One spinal fixation technique involves immobilizing the spine using orthopedic stabilizing rods, commonly referred to as spinal rods, which run generally parallel to the spine. This technique involves exposing the spine posteriorly and fastening bone screws to the pedicles of vertebral bodies. The pedicle screws are generally placed at least one per vertebra and serve as anchor points for the spine rods. Clamping elements adapted for receiving a spine rod therethrough are then used to join the spine rods to the pedicle screws. The aligning influence of the spine rods forces the spinal column to conform to a more desirable shape. In certain instances, the spine rods may be bent to achieve the desired curvature of the spinal column.
Most existing rod fixation systems require several components to build the systems. Each additional component or instrument required to assemble the fixation system adds to the complexity of the surgical technique. Furthermore, such systems rarely fulfill a surgeon's expectations when it comes to adjustability.

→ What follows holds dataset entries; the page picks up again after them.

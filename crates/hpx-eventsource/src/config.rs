//! Event source configuration.

use std::time::Duration;

use bytes::Bytes;
use http::{HeaderMap, Method};

/// Reconnection delay used until the server sends a `retry` field.
pub const DEFAULT_RETRY_TIME: Duration = Duration::from_secs(3);

/// Configuration for an [`EventSource`](crate::EventSource).
///
/// Built with chainable setters on top of sensible defaults. A configuration
/// is moved into the client and never changes afterwards.
#[derive(Clone, Debug)]
pub struct EventSourceConfig {
    /// Event stream endpoint URL.
    pub url: String,
    /// HTTP method, `GET` or `POST`.
    pub method: Method,
    /// Custom headers. They override the default streaming headers and are
    /// re-applied to every redirect target.
    pub headers: HeaderMap,
    /// Optional request body (for POST-based streams).
    pub body: Option<Bytes>,
    /// Resumption token sent as `Last-Event-Id` on the first connection.
    pub last_event_id: Option<String>,
    /// Initial reconnection delay reported by the client.
    pub retry_time: Duration,
    /// Limit on establishing the connection. The stream itself never times
    /// out.
    pub connect_timeout: Option<Duration>,
}

impl Default for EventSourceConfig {
    fn default() -> Self {
        Self {
            url: String::new(),
            method: Method::GET,
            headers: HeaderMap::new(),
            body: None,
            last_event_id: None,
            retry_time: DEFAULT_RETRY_TIME,
            connect_timeout: None,
        }
    }
}

impl EventSourceConfig {
    /// Create a new configuration with the given URL.
    #[must_use]
    pub fn new(url: impl Into<String>) -> Self {
        Self {
            url: url.into(),
            ..Default::default()
        }
    }

    /// Set the HTTP method.
    #[must_use]
    pub fn method(mut self, method: Method) -> Self {
        self.method = method;
        self
    }

    /// Set the custom headers.
    #[must_use]
    pub fn headers(mut self, headers: HeaderMap) -> Self {
        self.headers = headers;
        self
    }

    /// Set the request body.
    #[must_use]
    pub fn body(mut self, body: impl Into<Bytes>) -> Self {
        self.body = Some(body.into());
        self
    }

    /// Seed the resumption token.
    #[must_use]
    pub fn last_event_id(mut self, id: impl Into<String>) -> Self {
        self.last_event_id = Some(id.into());
        self
    }

    /// Set the initial reconnection delay.
    #[must_use]
    pub fn retry_time(mut self, retry_time: Duration) -> Self {
        self.retry_time = retry_time;
        self
    }

    /// Set the connection timeout.
    #[must_use]
    pub fn connect_timeout(mut self, timeout: Duration) -> Self {
        self.connect_timeout = Some(timeout);
        self
    }

    /// Validate the configuration.
    ///
    /// # Errors
    ///
    /// Returns an error message string if any field has an invalid value.
    pub fn validate(&self) -> Result<(), String> {
        if self.url.is_empty() {
            return Err("URL cannot be empty".to_string());
        }
        if self.method != Method::GET && self.method != Method::POST {
            return Err(format!("Unsupported method {}", self.method));
        }
        if self.connect_timeout.is_some_and(|timeout| timeout.is_zero()) {
            return Err("Connect timeout must be > 0".to_string());
        }
        Ok(())
    }
}

#[cfg(test)]
mod tests {
    use super::*;

    #[test]
    fn test_default_config() {
        let config = EventSourceConfig::default();
        assert!(config.url.is_empty());
        assert_eq!(config.method, Method::GET);
        assert!(config.headers.is_empty());
        assert!(config.body.is_none());
        assert!(config.last_event_id.is_none());
        assert_eq!(config.retry_time, Duration::from_secs(3));
        assert!(config.connect_timeout.is_none());
    }

    #[test]
    fn test_new_sets_url() {
        let config = EventSourceConfig::new("https://api.example.com/stream");
        assert_eq!(config.url, "https://api.example.com/stream");
        assert_eq!(config.method, Method::GET);
        assert_eq!(config.retry_time, DEFAULT_RETRY_TIME);
    }

    #[test]
    fn test_all_builder_methods() {
        let mut headers = HeaderMap::new();
        headers.insert("Authorization", "Bearer sk".parse().expect("valid header value"));

        let config = EventSourceConfig::new("https://api.example.com/v1/chat")
            .method(Method::POST)
            .headers(headers)
            .body(&b"{\"stream\":true}"[..])
            .last_event_id("7")
            .retry_time(Duration::from_millis(1500))
            .connect_timeout(Duration::from_secs(10));

        assert_eq!(config.method, Method::POST);
        assert_eq!(
            config
                .headers
                .get("authorization")
                .map(|v| v.to_str().expect("valid str")),
            Some("Bearer sk")
        );
        assert_eq!(config.body.as_deref(), Some(&b"{\"stream\":true}"[..]));
        assert_eq!(config.last_event_id.as_deref(), Some("7"));
        assert_eq!(config.retry_time, Duration::from_millis(1500));
        assert_eq!(config.connect_timeout, Some(Duration::from_secs(10)));
    }

    #[test]
    fn test_validation_empty_url() {
        let result = EventSourceConfig::default().validate();
        assert_eq!(result.expect_err("should fail"), "URL cannot be empty");
    }

    #[test]
    fn test_validation_unsupported_method() {
        let result = EventSourceConfig::new("https://example.com")
            .method(Method::PUT)
            .validate();
        assert_eq!(result.expect_err("should fail"), "Unsupported method PUT");
    }

    #[test]
    fn test_validation_zero_timeout() {
        let result = EventSourceConfig::new("https://example.com")
            .connect_timeout(Duration::ZERO)
            .validate();
        assert_eq!(result.expect_err("should fail"), "Connect timeout must be > 0");
    }

    #[test]
    fn test_validation_valid_config() {
        assert!(EventSourceConfig::new("https://example.com").validate().is_ok());
        assert!(
            EventSourceConfig::new("https://example.com")
                .method(Method::POST)
                .validate()
                .is_ok()
        );
    }
}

A need has thus arisen for improved fixation systems that minimize the assembly of small pieces of hardware during the surgical procedure and allow for easy adjustments to be made during surgery. Thus, there remains a need for spinal fixation devices that facilitate simple, fast, and customizable assembly of attachment of a spinal rod to a spine. It would be desirable to provide a device with pre-assembled components that will result in less time in assembling the components in the operating room and allow a surgeon to easily configure such a device to properly fit a patient.